Speaker Thom has said he will keep the top job in the lower chamber through the end of the year. So, you can expect the proceedings in that chamber to basically be an extension of the US Senate campaign. Planned Parenthood is doing its best to wind up Bill “The Round Rev” Barber for the short session. The abortion fan club gave Barber one of its top honors last month. (The word is they HAD to make the ceremony a ”dinner” in order to get the big man to show up.)
Carolina Public Press gives us a quick run-down here of what we might be able to expect from the gang on Jones Street. Senator Jerry Tillman and Lt. Gov. Dan Forest — two of the upper chamber’s biggest dogs — are raising a ruckus about getting North Carolina out of Common Core. Thom Tillis — with an eye on DC — is not likely to want to tackle anything controversial in the short session. His education committee chairman — Linda Johnson — is an enthusiastic backer of Common Core. Right now, the plan is to put all the power in the hands of NC DPI — packed with people who are enthusiastic about all of Common Core’s New Age kookery.

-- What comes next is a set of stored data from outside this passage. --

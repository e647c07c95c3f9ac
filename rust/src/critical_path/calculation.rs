//! Critical path calculation using forward and backward passes.

use crate::config::EngineConfig;
use crate::graph::{shift_date, Adjacency, DependencyEdge, DependencyNode, InterdependencyGraph};
use crate::models::LinkType;
use crate::{log_changes, log_checks, log_debug};

use super::ordering::{find_cycle_nodes, topological_indices};

/// What an incoming link requires of its successor.
#[derive(Debug, Clone, Copy, PartialEq)]
pub(crate) enum Constraint {
    /// Successor may not start before this offset.
    Start(f64),
    /// Successor may not finish before this offset.
    Finish(f64),
}

/// Constraint a predecessor with the given start/finish imposes through a link.
pub(crate) fn successor_constraint(
    link_type: LinkType,
    source_start: f64,
    source_finish: f64,
    lag_days: f64,
) -> Constraint {
    match link_type {
        LinkType::FinishToStart => Constraint::Start(source_finish + lag_days),
        LinkType::StartToStart => Constraint::Start(source_start + lag_days),
        LinkType::FinishToFinish => Constraint::Finish(source_finish + lag_days),
        LinkType::StartToFinish => Constraint::Finish(source_start + lag_days),
    }
}

/// Latest finish a predecessor may have so that its successor keeps its late dates.
///
/// Mirror image of [`successor_constraint`]: start-anchored links constrain the
/// predecessor's start, so its duration is added back.
pub(crate) fn predecessor_latest_finish(
    link_type: LinkType,
    target_latest_start: f64,
    target_latest_finish: f64,
    lag_days: f64,
    source_duration: f64,
) -> f64 {
    match link_type {
        LinkType::FinishToStart => target_latest_start - lag_days,
        LinkType::StartToStart => target_latest_start - lag_days + source_duration,
        LinkType::FinishToFinish => target_latest_finish - lag_days,
        LinkType::StartToFinish => target_latest_finish - lag_days + source_duration,
    }
}

/// Annotate the graph in place with ES/EF/LS/LF, slack, criticality and the critical path.
///
/// Cycles do not abort the calculation: they are recorded in `stats` and each
/// cycle is broken at its earliest seeded member. Every value stays finite;
/// only cycle members and nodes downstream of them get unreliable slack.
///
/// Running this twice on the same graph yields identical timings: the forward
/// pass always restarts from the seeded values.
pub fn calculate_critical_path(graph: &mut InterdependencyGraph, config: &EngineConfig) {
    let verbosity = config.verbosity;
    let adjacency = Adjacency::new(graph);

    let cycle_indices = find_cycle_nodes(&adjacency);
    graph.stats.has_cycles = !cycle_indices.is_empty();
    graph.stats.cycle_nodes = cycle_indices
        .iter()
        .map(|&idx| graph.nodes[idx].id.clone())
        .collect();
    if graph.stats.has_cycles {
        log_changes!(
            verbosity,
            "Dependency cycle detected through {:?}; critical path is unreliable for these nodes",
            graph.stats.cycle_nodes
        );
    }

    let topo = topological_indices(graph, &adjacency);
    if !topo.is_complete {
        log_checks!(verbosity, "Topological sort stalled on a cycle, forcing in earliest seeded members");
    }

    forward_pass(&mut graph.nodes, &graph.edges, &adjacency, &topo.order, verbosity);
    let project_end = graph.max_earliest_finish();
    backward_pass(
        &mut graph.nodes,
        &graph.edges,
        &adjacency,
        &topo.order,
        project_end,
        verbosity,
    );

    let tolerance = config.critical_tolerance;
    for node in graph.nodes.iter_mut() {
        node.slack = node.latest_start - node.earliest_start;
        node.is_critical = node.slack.abs() < tolerance;
    }
    for (edge_idx, edge) in graph.edges.iter_mut().enumerate() {
        let (source, target) = adjacency.ends[edge_idx];
        edge.is_critical = source != usize::MAX
            && graph.nodes[source].is_critical
            && graph.nodes[target].is_critical;
    }

    graph.critical_path = topo
        .order
        .iter()
        .filter(|&&idx| graph.nodes[idx].is_critical)
        .map(|&idx| graph.nodes[idx].id.clone())
        .collect();
    graph.total_duration = project_end;
    graph.project_end = shift_date(graph.project_start, project_end);
    graph.stats.total_actions = graph.nodes.len();
    graph.stats.critical_actions = graph.critical_path.len();

    log_changes!(
        verbosity,
        "Critical path: {} of {} nodes, project length {} days",
        graph.critical_path.len(),
        graph.nodes.len(),
        project_end
    );
}

/// Forward pass: earliest start/finish in topological order.
fn forward_pass(
    nodes: &mut [DependencyNode],
    edges: &[DependencyEdge],
    adjacency: &Adjacency,
    order: &[usize],
    verbosity: u8,
) {
    // Restart from the seed so predecessors not yet visited (cycles) are well defined
    for node in nodes.iter_mut() {
        node.earliest_start = node.seed_start;
        node.earliest_finish = node.seed_start + node.duration;
    }

    for &idx in order {
        let duration = nodes[idx].duration;

        let earliest_start = if adjacency.is_root(idx) {
            nodes[idx].seed_start
        } else {
            let mut start_constraint = 0.0_f64;
            let mut finish_constraint: Option<f64> = None;

            for &edge_idx in &adjacency.incoming[idx] {
                let edge = &edges[edge_idx];
                let source = &nodes[adjacency.source(edge_idx)];
                match successor_constraint(
                    edge.link_type,
                    source.earliest_start,
                    source.earliest_finish,
                    edge.lag_days,
                ) {
                    Constraint::Start(value) => start_constraint = start_constraint.max(value),
                    Constraint::Finish(value) => {
                        finish_constraint = Some(finish_constraint.map_or(value, |c| c.max(value)));
                    }
                }
            }

            match finish_constraint {
                Some(finish) => finish.max(start_constraint + duration) - duration,
                None => start_constraint.max(0.0),
            }
        };

        let node = &mut nodes[idx];
        node.earliest_start = earliest_start + node.start_delay;
        node.earliest_finish = node.earliest_start + duration;

        log_debug!(
            verbosity,
            "  forward {}: ES={} EF={}",
            node.id,
            node.earliest_start,
            node.earliest_finish
        );
    }
}

/// Backward pass: latest start/finish in reverse topological order.
fn backward_pass(
    nodes: &mut [DependencyNode],
    edges: &[DependencyEdge],
    adjacency: &Adjacency,
    order: &[usize],
    project_end: f64,
    verbosity: u8,
) {
    for node in nodes.iter_mut() {
        node.latest_finish = project_end;
        node.latest_start = project_end - node.duration;
    }

    for &idx in order.iter().rev() {
        let duration = nodes[idx].duration;

        // Leaves finish with the project; nobody may finish after it either
        let latest_finish = adjacency.outgoing[idx]
            .iter()
            .map(|&edge_idx| {
                let edge = &edges[edge_idx];
                let target = &nodes[adjacency.target(edge_idx)];
                // The target's own slip does not eat into its predecessors' float
                predecessor_latest_finish(
                    edge.link_type,
                    target.latest_start - target.start_delay,
                    target.latest_finish - target.start_delay,
                    edge.lag_days,
                    duration,
                )
            })
            .fold(project_end, f64::min);

        let node = &mut nodes[idx];
        node.latest_finish = latest_finish;
        node.latest_start = latest_finish - duration;

        log_debug!(
            verbosity,
            "  backward {}: LS={} LF={}",
            node.id,
            node.latest_start,
            node.latest_finish
        );
    }
}

/// Recalculate a deep copy of the graph with one node starting `delay_days` late.
///
/// The node's start is pushed back past whatever its links allow and its
/// successors follow through the forward pass. Predecessors keep their float:
/// the slip is the node's own, not something they could absorb. The baseline
/// graph is left untouched. An unknown id or a non-positive delay yields a
/// plain recalculated copy.
pub fn recalculate_with_delay(
    graph: &InterdependencyGraph,
    node_id: &str,
    delay_days: f64,
    config: &EngineConfig,
) -> InterdependencyGraph {
    let mut copy = graph.clone();
    match copy.node_mut(node_id) {
        Some(node) if delay_days.is_finite() && delay_days > 0.0 => {
            node.start_delay += delay_days;
        }
        Some(_) => {}
        None => {
            log_checks!(config.verbosity, "Delay requested for unknown node {:?}", node_id);
        }
    }
    calculate_critical_path(&mut copy, config);
    copy
}
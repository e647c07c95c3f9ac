//! Layered left-to-right layout of the dependency graph.
//!
//! Pure topology: levels come from the longest path from any root, nodes are
//! ordered within a level by alternating barycenter sweeps, and edges are
//! routed as cubic Bezier curves from the right side of the source box to the
//! left side of the target box. CPM results are never read except for the
//! critical flag carried onto edge paths.

use pyo3::prelude::*;

use crate::config::LayoutConfig;
use crate::critical_path::topological_indices;
use crate::graph::{Adjacency, InterdependencyGraph};
use crate::{log_changes, log_debug};

#[pyclass]
#[derive(Clone, Copy, Debug, Default, PartialEq)]
pub struct Point {
    #[pyo3(get)]
    pub x: f64,
    #[pyo3(get)]
    pub y: f64,
}

impl Point {
    pub fn new(x: f64, y: f64) -> Self {
        Self { x, y }
    }
}

#[pymethods]
impl Point {
    fn __repr__(&self) -> String {
        format!("Point({}, {})", self.x, self.y)
    }
}

/// Cubic Bezier route for one edge.
#[pyclass]
#[derive(Clone, Debug, PartialEq)]
pub struct EdgePath {
    #[pyo3(get)]
    pub source_id: String,
    #[pyo3(get)]
    pub target_id: String,
    #[pyo3(get)]
    pub start: Point,
    #[pyo3(get)]
    pub control1: Point,
    #[pyo3(get)]
    pub control2: Point,
    #[pyo3(get)]
    pub end: Point,
    #[pyo3(get)]
    pub is_critical: bool,
}

#[pymethods]
impl EdgePath {
    /// SVG path data (`d` attribute) for the curve.
    pub fn to_svg_path(&self) -> String {
        format!(
            "M {} {} C {} {}, {} {}, {} {}",
            self.start.x,
            self.start.y,
            self.control1.x,
            self.control1.y,
            self.control2.x,
            self.control2.y,
            self.end.x,
            self.end.y
        )
    }

    fn __repr__(&self) -> String {
        format!("EdgePath({} -> {})", self.source_id, self.target_id)
    }
}

/// Bounding box of all node boxes; all zero for an empty graph.
#[pyclass]
#[derive(Clone, Copy, Debug, Default, PartialEq)]
pub struct LayoutBounds {
    #[pyo3(get)]
    pub min_x: f64,
    #[pyo3(get)]
    pub min_y: f64,
    #[pyo3(get)]
    pub max_x: f64,
    #[pyo3(get)]
    pub max_y: f64,
}

#[pymethods]
impl LayoutBounds {
    #[getter]
    pub fn width(&self) -> f64 {
        self.max_x - self.min_x
    }

    #[getter]
    pub fn height(&self) -> f64 {
        self.max_y - self.min_y
    }

    fn __repr__(&self) -> String {
        format!(
            "LayoutBounds(min=({}, {}), max=({}, {}))",
            self.min_x, self.min_y, self.max_x, self.max_y
        )
    }
}

/// Longest-path level per node, relaxed along the dependency order.
///
/// Edges pointing back in the order close a cycle and are skipped, so cycle
/// members sit at the level their acyclic predecessors give them. Nodes not
/// reachable from any root keep level 0.
fn assign_levels(graph: &InterdependencyGraph, adjacency: &Adjacency) -> Vec<usize> {
    let n = adjacency.outgoing.len();
    let topo = topological_indices(graph, adjacency);
    let positions = topo.positions();
    let mut levels = vec![0_usize; n];
    let mut reached: Vec<bool> = (0..n).map(|idx| adjacency.is_root(idx)).collect();

    for &idx in &topo.order {
        if !reached[idx] {
            continue;
        }
        for &edge_idx in &adjacency.outgoing[idx] {
            let target = adjacency.target(edge_idx);
            if positions[target] <= positions[idx] {
                continue;
            }
            levels[target] = levels[target].max(levels[idx] + 1);
            reached[target] = true;
        }
    }

    levels
}

/// Mean within-level position of a node's neighbours, if it has any.
fn barycenter(neighbours: impl Iterator<Item = usize>, positions: &[f64]) -> Option<f64> {
    let (sum, count) = neighbours.fold((0.0, 0_usize), |(sum, count), idx| {
        (sum + positions[idx], count + 1)
    });
    (count > 0).then(|| sum / count as f64)
}

/// Reorder each level in place by alternating downward/upward barycenter sweeps.
///
/// Downward sweeps look at predecessors one level up, upward sweeps at
/// successors one level down; neighbours further away are ignored since their
/// positions index a different group. Nodes without such neighbours keep their
/// current index; ties keep their order.
fn order_by_barycenter(
    groups: &mut [Vec<usize>],
    levels: &[usize],
    adjacency: &Adjacency,
    passes: usize,
) {
    let mut positions = vec![0.0_f64; adjacency.outgoing.len()];
    for group in groups.iter() {
        for (order, &idx) in group.iter().enumerate() {
            positions[idx] = order as f64;
        }
    }

    for pass in 0..passes {
        let downward = pass % 2 == 0;
        let level_range: Vec<usize> = if downward {
            (1..groups.len()).collect()
        } else {
            (0..groups.len().saturating_sub(1)).rev().collect()
        };

        for level in level_range {
            let mut keyed: Vec<(usize, f64)> = groups[level]
                .iter()
                .map(|&idx| {
                    let key = if downward {
                        barycenter(
                            adjacency.incoming[idx]
                                .iter()
                                .map(|&e| adjacency.source(e))
                                .filter(|&source| levels[source] + 1 == level),
                            &positions,
                        )
                    } else {
                        barycenter(
                            adjacency.outgoing[idx]
                                .iter()
                                .map(|&e| adjacency.target(e))
                                .filter(|&target| levels[target] == level + 1),
                            &positions,
                        )
                    };
                    (idx, key.unwrap_or(positions[idx]))
                })
                .collect();

            keyed.sort_by(|a, b| a.1.total_cmp(&b.1));

            groups[level] = keyed.iter().map(|&(idx, _)| idx).collect();
            for (order, &(idx, _)) in keyed.iter().enumerate() {
                positions[idx] = order as f64;
            }
        }
    }
}

/// Assign `level`, `x` and `y` to every node and return the bounding box.
pub fn apply_layout(graph: &mut InterdependencyGraph, config: &LayoutConfig) -> LayoutBounds {
    if graph.is_empty() {
        return LayoutBounds::default();
    }

    let adjacency = Adjacency::new(graph);
    let levels = assign_levels(graph, &adjacency);
    let level_count = levels.iter().copied().max().unwrap_or(0) + 1;

    let mut groups: Vec<Vec<usize>> = vec![Vec::new(); level_count];
    for (idx, &level) in levels.iter().enumerate() {
        groups[level].push(idx);
    }

    order_by_barycenter(&mut groups, &levels, &adjacency, config.barycenter_passes);

    let row_height = config.node_height + config.node_spacing;
    for (level, group) in groups.iter().enumerate() {
        for (row, &idx) in group.iter().enumerate() {
            let node = &mut graph.nodes[idx];
            node.level = level;
            node.x = config.start_x + level as f64 * config.level_spacing;
            node.y = config.start_y + row as f64 * row_height;
            log_debug!(config.verbosity, "  layout {}: level={} x={} y={}", node.id, level, node.x, node.y);
        }
    }

    let bounds = graph.nodes.iter().fold(
        LayoutBounds {
            min_x: f64::INFINITY,
            min_y: f64::INFINITY,
            max_x: f64::NEG_INFINITY,
            max_y: f64::NEG_INFINITY,
        },
        |b, node| LayoutBounds {
            min_x: b.min_x.min(node.x),
            min_y: b.min_y.min(node.y),
            max_x: b.max_x.max(node.x + config.node_width),
            max_y: b.max_y.max(node.y + config.node_height),
        },
    );

    log_changes!(
        config.verbosity,
        "Layout: {} nodes on {} levels, {}x{}",
        graph.len(),
        level_count,
        bounds.width(),
        bounds.height()
    );
    bounds
}

/// Bezier routes for every edge of an already laid-out graph.
pub fn compute_edge_paths(graph: &InterdependencyGraph, config: &LayoutConfig) -> Vec<EdgePath> {
    let half_height = config.node_height / 2.0;

    graph
        .edges()
        .iter()
        .filter_map(|edge| {
            let source = graph.node(&edge.source_id)?;
            let target = graph.node(&edge.target_id)?;

            let start = Point::new(source.x + config.node_width, source.y + half_height);
            let end = Point::new(target.x, target.y + half_height);
            let offset = ((end.x - start.x).abs() / 2.0).min(config.max_control_offset);

            Some(EdgePath {
                source_id: edge.source_id.clone(),
                target_id: edge.target_id.clone(),
                start,
                control1: Point::new(start.x + offset, start.y),
                control2: Point::new(end.x - offset, end.y),
                end,
                is_critical: edge.is_critical,
            })
        })
        .collect()
}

We got our hands on an email suggesting that state Rep. Skip Stam — the House speaker pro tem — is planning to make big moves on installing toll roads on state thoroughfares. You’ve got to *love* some of his, um, logic:
[…] For too long, motorists have falsely believed our roads are free. Our highways are not free nor have they ever been. However, it’s easy to see why that misperception persists.There is no direct link between paying the fuel tax and using the roads it funds. Tolling re-establishes that connection. […]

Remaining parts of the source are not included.